Il potere della musica - sacra o profana,
classica o leggera, jazz, popolare, di protesta, folk, blues - è straordinario:
varca i confini legati a stati, ideologie e idiomi.
E’ il vocabolario internazionale della
comunicazione, rappresenta e nobilita i sentimenti della gente e dei popoli
diversi. Travalica ogni miseria e meschinità umana.
La musica è il linguaggio universale
della trascendenza.
In
tutte le sue espressioni, in tutta la sua storia che riflette e accompagna
quella dell’uomo e della natura. Si pensi, solo ad esempio, alla Pastorale di
Beethoven, alle Quattro Stagioni di Vivaldi o allo straordinario Concerto per
Clarinetto K622 di Mozart.
Come
di consueto, ho ascoltato e visto il (quindicesimo) concerto di Capodanno 2018
al Teatro La Fenice di Venezia, diretto dal coreano Myung-Whun Chung, che ha
condotto l’omonima Orchestra e Coro. Il programma musicale ha visto una prima
parte esclusivamente orchestrale, con le composizioni di Antonín Dvořák e una
seconda dedicata al melodramma, con una carrellata di arie, duetti e passi
corali dal repertorio operistico più amato, con brani di Verdi, Rossini, Bizet
e Puccini.
A seguire,
dalla sala d’oro del Musikverein di Vienna, impreziosita da trentamila rose, il rituale Neujahrskonzert dei Wiener Philharmoniker, trasmesso in oltre novanta paesi del mondo e diretto da Riccardo Muti (per la quinta volta).

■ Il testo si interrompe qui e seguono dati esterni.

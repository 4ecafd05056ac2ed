use std::sync::Arc;

use async_trait::async_trait;
use tracing::{debug, warn};

use crate::domain::{ContactInfo, GraphApi, SessionApi, SignInError};

#[async_trait]
pub trait ContactInfoStrategy: Send + Sync {
    async fn get_contact_info(&self) -> Result<ContactInfo, SignInError>;
}

// Contact info from the carpool profile endpoint, authorized by the session token.
pub struct ProfileContactInfo {
    pub api: Arc<dyn SessionApi>,
    pub token: String,
}

#[async_trait]
impl ContactInfoStrategy for ProfileContactInfo {
    #[tracing::instrument(name = "profile_contact_info", skip_all)]
    async fn get_contact_info(&self) -> Result<ContactInfo, SignInError> {
        let info = self.api.fetch_profile(&self.token).await.map_err(|err| {
            warn!(error = %err, "failed to fetch profile.");
            SignInError::from(err)
        })?;
        Ok(info)
    }
}

/// Contact info from the OAuth provider's graph API.
///
/// The profile and picture requests run concurrently and are joined before
/// the result is built. Either half may fail; its fields are then left empty
/// and the call still succeeds.
pub struct GraphContactInfo {
    pub graph: Arc<dyn GraphApi>,
    pub access_token: String,
}

#[async_trait]
impl ContactInfoStrategy for GraphContactInfo {
    #[tracing::instrument(name = "graph_contact_info", skip_all)]
    async fn get_contact_info(&self) -> Result<ContactInfo, SignInError> {
        let (profile, picture) = tokio::join!(
            self.graph.me(&self.access_token),
            self.graph.profile_picture_url(&self.access_token),
        );

        let mut info = ContactInfo::default();
        match profile {
            Ok(profile) => {
                info.email = profile.email;
                info.name = profile.name;
            }
            Err(err) => warn!(error = %err, "graph profile request failed."),
        }
        match picture {
            Ok(url) => info.avatar_url = url,
            Err(err) => warn!(error = %err, "graph picture request failed."),
        }

        debug!(
            has_email = info.email.is_some(),
            has_avatar = info.avatar_url.is_some(),
            "graph contact info joined."
        );
        Ok(info)
    }
}

pub enum ContactInfoSource {
    Profile(ProfileContactInfo),
    Graph(GraphContactInfo),
}

#[async_trait]
impl ContactInfoStrategy for ContactInfoSource {
    async fn get_contact_info(&self) -> Result<ContactInfo, SignInError> {
        match self {
            ContactInfoSource::Profile(source) => source.get_contact_info().await,
            ContactInfoSource::Graph(source) => source.get_contact_info().await,
        }
    }
}
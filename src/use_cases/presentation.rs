use crate::domain::{SessionOutcome, SignInError};

const SIGN_IN_FAILED_TITLE: &str = "Sign In Failed";

// What the sign-in screen does once a strategy resolves.
#[derive(Clone, Debug, PartialEq, Eq)]
pub enum SignInPresentation {
    // User backed out of the provider prompt; nothing to show.
    Silent,
    Alert { title: String, message: String },
    ProfileSetup { token: String },
    Home { token: String },
}

pub fn present(result: &Result<SessionOutcome, SignInError>) -> SignInPresentation {
    match result {
        Ok(SessionOutcome::Cancelled) => SignInPresentation::Silent,
        Ok(SessionOutcome::SignedIn(session)) => {
            let token = session.grant.token.clone();
            if session.grant.account_setup_complete {
                SignInPresentation::Home { token }
            } else {
                SignInPresentation::ProfileSetup { token }
            }
        }
        Err(err) => SignInPresentation::Alert {
            title: SIGN_IN_FAILED_TITLE.to_string(),
            message: err.to_string(),
        },
    }
}
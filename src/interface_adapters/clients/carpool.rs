use std::collections::HashMap;
use std::time::Duration;

use async_trait::async_trait;
use reqwest::Client;

use super::{read_json, transport};
use crate::domain::{
    ApiError, CarpoolApi, ContactInfo, DriverCommitment, ResponseCode, SessionApi, SessionGrant,
};
use crate::interface_adapters::protocol::{
    DataEnvelope, DriverResponseData, DriverResponseRequest, ProfileData, SessionData,
};

const SESSIONS_PATH: &str = "/api/v1/sessions";
const USERS_PATH: &str = "/api/v1/users";
const PROFILE_PATH: &str = "/api/v1/users/me";

// Thin wrapper around reqwest for carpool API calls.
#[derive(Clone)]
pub struct CarpoolClient {
    http: Client,
    pub base_url: String,
}

impl CarpoolClient {
    pub fn new(base_url: impl Into<String>, timeout: Duration) -> Result<Self, reqwest::Error> {
        let http = Client::builder().timeout(timeout).build()?;
        Ok(Self {
            http,
            base_url: base_url.into().trim_end_matches('/').to_string(),
        })
    }

    async fn post_session(
        &self,
        path: &str,
        params: &HashMap<String, String>,
    ) -> Result<SessionGrant, ApiError> {
        let url = format!("{}{}", self.base_url, path);
        let res = self
            .http
            .post(url)
            .json(params)
            .send()
            .await
            .map_err(transport)?;

        let envelope: DataEnvelope<SessionData> = read_json(res).await?;
        Ok(envelope.data.into())
    }
}

#[async_trait]
impl SessionApi for CarpoolClient {
    #[tracing::instrument(name = "create_session", skip_all)]
    async fn create_session(
        &self,
        params: HashMap<String, String>,
    ) -> Result<SessionGrant, ApiError> {
        self.post_session(SESSIONS_PATH, &params).await
    }

    #[tracing::instrument(name = "register", skip_all)]
    async fn register(&self, params: HashMap<String, String>) -> Result<SessionGrant, ApiError> {
        self.post_session(USERS_PATH, &params).await
    }

    #[tracing::instrument(name = "fetch_profile", skip_all)]
    async fn fetch_profile(&self, token: &str) -> Result<ContactInfo, ApiError> {
        let url = format!("{}{}", self.base_url, PROFILE_PATH);
        let res = self
            .http
            .get(url)
            .bearer_auth(token)
            .send()
            .await
            .map_err(transport)?;

        let envelope: DataEnvelope<ProfileData> = read_json(res).await?;
        Ok(envelope.data.into())
    }
}

#[async_trait]
impl CarpoolApi for CarpoolClient {
    #[tracing::instrument(name = "submit_response", skip(self, token))]
    async fn submit_response(
        &self,
        token: &str,
        event_id: u64,
        commitment: DriverCommitment,
    ) -> Result<ResponseCode, ApiError> {
        let url = format!("{}/api/v1/events/{}/responses", self.base_url, event_id);
        let res = self
            .http
            .post(url)
            .bearer_auth(token)
            .json(&DriverResponseRequest { commitment })
            .send()
            .await
            .map_err(transport)?;

        let envelope: DataEnvelope<DriverResponseData> = read_json(res).await?;
        Ok(envelope.data.status)
    }
}
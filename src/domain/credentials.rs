use std::collections::HashMap;

use crate::domain::errors::SignInError;

// Registration fields captured by the sign-up form.
#[derive(Clone, Debug, Default, PartialEq, Eq)]
pub struct SignUpForm {
    pub first_name: String,
    pub last_name: String,
    pub email: String,
    pub phone: String,
    pub password: String,
}

impl SignUpForm {
    pub fn validate(&self) -> Result<(), SignInError> {
        require("first name", &self.first_name)?;
        require("last name", &self.last_name)?;
        require("email", &self.email)?;
        require("password", &self.password)?;

        if !self.email.contains('@') {
            return Err(SignInError::Validation(
                "email must be a valid address".to_string(),
            ));
        }
        Ok(())
    }
}

/// Credential handed to the session exchange.
///
/// Built at form submission and dropped once the exchange resolves. Email
/// credentials can only be constructed through [`IdentityCredential::email_password`],
/// which rejects missing fields before anything touches the network.
#[derive(Clone, Debug, PartialEq, Eq)]
pub enum IdentityCredential {
    EmailPassword { email: String, password: String },
    OAuthToken(String),
    SignUp(SignUpForm),
}

impl IdentityCredential {
    pub fn email_password(
        email: Option<&str>,
        password: Option<&str>,
    ) -> Result<Self, SignInError> {
        let email = require("email", email.unwrap_or_default())?;
        let password = require("password", password.unwrap_or_default())?;

        Ok(IdentityCredential::EmailPassword {
            email: email.to_string(),
            password: password.to_string(),
        })
    }

    // String-keyed parameters posted to the session or registration endpoint.
    pub fn params(&self) -> HashMap<String, String> {
        let mut params = HashMap::new();
        match self {
            IdentityCredential::EmailPassword { email, password } => {
                params.insert("email".to_string(), email.clone());
                params.insert("password".to_string(), password.clone());
            }
            IdentityCredential::OAuthToken(token) => {
                params.insert("oauth_access_token".to_string(), token.clone());
            }
            IdentityCredential::SignUp(form) => {
                params.insert("first_name".to_string(), form.first_name.clone());
                params.insert("last_name".to_string(), form.last_name.clone());
                params.insert("email".to_string(), form.email.clone());
                params.insert("phone".to_string(), form.phone.clone());
                params.insert("password".to_string(), form.password.clone());
            }
        }
        params
    }
}

fn require<'a>(field: &str, value: &'a str) -> Result<&'a str, SignInError> {
    if value.trim().is_empty() {
        return Err(SignInError::Validation(format!("{field} is required")));
    }
    Ok(value)
}
//! Integration tests driving proxies through an entity's getters.

use std::collections::HashMap;
use std::sync::Arc;
use widerow_core::{
    AttributeId, CoreError, DirtyTarget, ListProxy, MapProxy, PropertyType, WriteKind,
};
use widerow_testkit::{complete_bean_meta, property_meta, CompleteBean, RecordingListener};

fn bean() -> CompleteBean {
    CompleteBean::with_preferences(1, Arc::new(complete_bean_meta()))
}

fn preferences_id() -> AttributeId {
    AttributeId::for_field("CompleteBean", "preferences")
}

fn prepare_map() -> HashMap<i32, String> {
    HashMap::from([
        (1, "FR".to_string()),
        (2, "Paris".to_string()),
        (3, "75014".to_string()),
    ])
}

#[test]
fn clear_empties_the_map_with_one_mark() {
    let listener = RecordingListener::new();
    let meta = property_meta("preferences", PropertyType::Map);
    let mut target = prepare_map();

    MapProxy::new(&mut target, DirtyTarget::for_property(&listener, &meta)).clear();

    assert!(target.is_empty());
    assert_eq!(listener.count(), 1);
    assert_eq!(listener.count_for(&preferences_id()), 1);
}

#[test]
fn remove_of_absent_key_does_not_mark() {
    let listener = RecordingListener::new();
    let meta = property_meta("preferences", PropertyType::Map);
    let mut target = prepare_map();

    let removed = MapProxy::new(&mut target, DirtyTarget::for_property(&listener, &meta)).remove(&10);

    assert_eq!(removed, None);
    assert_eq!(listener.count(), 0);
    assert_eq!(target.len(), 3);
}

#[test]
fn entry_set_value_writes_through_with_one_mark() {
    let listener = RecordingListener::new();
    let meta = property_meta("preferences", PropertyType::Map);
    let mut target = prepare_map();

    let key = {
        let mut proxy = MapProxy::new(&mut target, DirtyTarget::for_property(&listener, &meta));
        let mut entries = proxy.entry_set();
        let mut iter = entries.iter_mut();
        let mut entry = iter.next().expect("map is not empty");
        entry.set_value("x".to_string());
        *entry.key()
    };

    assert_eq!(listener.count(), 1);
    assert_eq!(target[&key], "x");
}

#[test]
fn entry_set_add_is_rejected() {
    let listener = RecordingListener::new();
    let meta = property_meta("preferences", PropertyType::Map);
    let mut target = prepare_map();

    let result = {
        let mut proxy = MapProxy::new(&mut target, DirtyTarget::for_property(&listener, &meta));
        let mut entries = proxy.entry_set();
        entries.add((4, "Lyon".to_string()))
    };

    assert!(matches!(result, Err(CoreError::UnsupportedMutation { .. })));
    assert_eq!(listener.count(), 0);
    assert_eq!(target.len(), 3);
}

#[test]
fn cursor_remove_before_next_fails() {
    let listener = RecordingListener::new();
    let meta = property_meta("preferences", PropertyType::Map);
    let mut target = prepare_map();

    {
        let mut proxy = MapProxy::new(&mut target, DirtyTarget::for_property(&listener, &meta));
        let mut keys = proxy.key_set();
        let first = {
            let mut cursor = keys.cursor();
            assert_eq!(cursor.remove(), Err(CoreError::NoCurrentElement));
            let first = cursor.next().expect("map is not empty");
            cursor.remove().expect("current element exists");
            assert_eq!(cursor.remove(), Err(CoreError::NoCurrentElement));
            first
        };
        assert!(!keys.contains(&first));
    }

    assert_eq!(listener.count(), 1);
    assert_eq!(target.len(), 2);
}

#[test]
fn getters_share_the_entity_registry() {
    let mut bean = bean();

    assert_eq!(bean.preferences().get(&1).map(String::as_str), Some("FR"));
    assert!(bean.dirty().is_empty());

    bean.preferences().put(4, "Lyon".to_string());
    bean.preferences().key_set().remove(&1);
    bean.preferences().values_view().remove(&"Paris".to_string());

    assert_eq!(bean.dirty().len(), 1);
    assert!(bean.dirty().is_dirty(&preferences_id()));
    assert_eq!(bean.raw_preferences().len(), 2);
}

#[test]
fn unchanged_mutations_leave_entity_clean() {
    let mut bean = bean();

    bean.preferences().put_all(Vec::new());
    bean.preferences().remove(&42);
    bean.preferences().retain(|_, _| true);
    bean.friends().clear();
    bean.followers().remove(&"nobody".to_string());
    assert!(bean.friends().remove(0).is_err());

    assert!(bean.dirty().is_empty());
    assert!(bean.flush().is_empty());
}

#[test]
fn flush_classifies_and_drains() {
    let mut bean = bean();
    bean.set_name("DuyHai");
    bean.incr_visits(3);
    bean.friends().push("alice".to_string());
    bean.followers().insert("bob".to_string());
    bean.preferences().clear();

    let plan = bean.flush();

    assert_eq!(plan.class_name(), "CompleteBean");
    assert_eq!(plan.len(), 5);
    assert_eq!(plan.of_kind(WriteKind::CollectionOverwrite).count(), 3);
    assert_eq!(plan.of_kind(WriteKind::ValueOverwrite).count(), 1);
    assert_eq!(plan.of_kind(WriteKind::CounterDelta).count(), 1);
    assert_eq!(plan.of_kind(WriteKind::ClusteredCounter).count(), 0);
    assert!(bean.dirty().is_empty());
    assert_eq!(bean.name(), "DuyHai");
    assert_eq!(bean.visits(), 3);
}

#[test]
fn marks_after_flush_start_a_new_plan() {
    let mut bean = bean();
    bean.friends().push("alice".to_string());
    assert_eq!(bean.flush().len(), 1);

    bean.friends().push("carol".to_string());
    let plan = bean.flush();
    let attributes: Vec<_> = plan
        .writes()
        .iter()
        .map(|write| write.attribute.as_str())
        .collect();

    assert_eq!(attributes, vec!["CompleteBean.friends"]);
}

#[test]
fn views_mark_the_owning_attribute() {
    let listener = RecordingListener::new();
    let meta = property_meta("preferences", PropertyType::Map);
    let mut target = prepare_map();

    {
        let mut proxy = MapProxy::new(&mut target, DirtyTarget::for_property(&listener, &meta));
        proxy.key_set().remove(&1);
        proxy.values_view().remove(&"Paris".to_string());
        proxy.entry_set().remove(&3, &"75014".to_string());
    }

    assert_eq!(listener.attributes(), vec![preferences_id(); 3]);
    assert!(target.is_empty());
}

#[test]
fn list_cursor_removes_through_the_entity() {
    let mut bean = bean();
    bean.friends().extend_from(["alice", "bob", "carol"].map(String::from));
    bean.flush();

    {
        let mut friends = bean.friends();
        let mut cursor = friends.cursor();
        while let Some(friend) = cursor.next() {
            if friend != "bob" {
                cursor.remove().expect("current element exists");
            }
        }
    }

    assert_eq!(bean.friends().as_slice(), ["bob"]);
    assert_eq!(bean.dirty().len(), 1);
    assert!(bean
        .dirty()
        .is_dirty(&AttributeId::for_field("CompleteBean", "friends")));
}

#[test]
fn list_cursor_remove_requires_next() {
    let listener = RecordingListener::new();
    let meta = property_meta("friends", PropertyType::List);
    let mut target = vec!["alice".to_string()];

    {
        let mut proxy = ListProxy::new(&mut target, DirtyTarget::for_property(&listener, &meta));
        let mut cursor = proxy.cursor();
        assert_eq!(cursor.remove(), Err(CoreError::NoCurrentElement));
    }

    assert_eq!(listener.count(), 0);
    assert_eq!(target.len(), 1);
}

dalla sala d’oro del Musikverein di Vienna, impreziosita da trentamila rose, il rituale Neujahrskonzert dei Wiener Philharmoniker, trasmesso in oltre novanta paesi del mondo e diretto da Riccardo Muti (per la quinta volta).
Come sempre, protagonisti valzer e
polke, galop e quadriglie, ouverture e coreografie varie della tradizione
austriaca, chiuse e concluse della incalzante marcia Radetzky.
Oltre
alle tante pagine della famiglia Strauss, ad aprire idealmente il 2018 come
anno rossiniano, nel centocinquantesimo dalla morte, il Wilhelm Tell Galopp di
Johann Strauss padre, ispirato, appunto, all’Opera di Rossini.
Capodanno a parte, dove la melodia
assume una valenza augurale e festosa, raggiante e gioiosa - come nel “libiam”
della Traviata di Verdi - resta la musica tutta, di tutti, di sempre.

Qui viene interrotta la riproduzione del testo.